_Problem statement:_ Print the data that follows, exactly and completely.

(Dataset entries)

--------

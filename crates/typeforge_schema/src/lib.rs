//! Schema models, enums, registry, and input-type descriptors for Typeforge.
//!
//! This crate provides:
//! - [`SchemaModel`] / [`FieldDescriptor`] - Models and their declared fields
//! - [`EnumDef`] - Schema enumerations
//! - [`SchemaRegistry`] - Read-only, cheaply shared lookup of models and enums
//! - [`InputTypeDescriptor`] - One generated declaration's fields and filter semantics

#![warn(missing_docs)]
#![warn(clippy::all)]
#![warn(clippy::pedantic)]

pub mod input;
pub mod model;
pub mod registry;

pub use input::{FilterKind, InputField, InputKind, InputTypeDescriptor};
pub use model::{EnumDef, FieldDescriptor, FieldType, RelationArity, RelationRef, SchemaModel};
pub use registry::{SchemaDocument, SchemaRegistry};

--------

_Written answer:_
filename crates/typeforge_schema/src/lib.rs
//! Schema models, enums, registry, and input-type descriptors for Typeforge.
//!
//! This crate provides:
//! - [`SchemaModel`] / [`FieldDescriptor`] - Models and their declared fields
//! - [`EnumDef`] - Schema enumerations
//! - [`SchemaRegistry`] - Read-only, cheaply shared lookup of models and enums
//! - [`InputTypeDescriptor`] - One generated declaration's fields and filter semantics

#![warn(missing_docs)]
#![warn(clippy::all)]
#![warn(clippy::pedantic)]

pub mod input;
pub mod model;
pub mod registry;

pub use input::{FilterKind, InputField, InputKind, InputTypeDescriptor};
pub use model::{EnumDef, FieldDescriptor, FieldType, RelationArity, RelationRef, SchemaModel};
pub use registry::{SchemaDocument, SchemaRegistry};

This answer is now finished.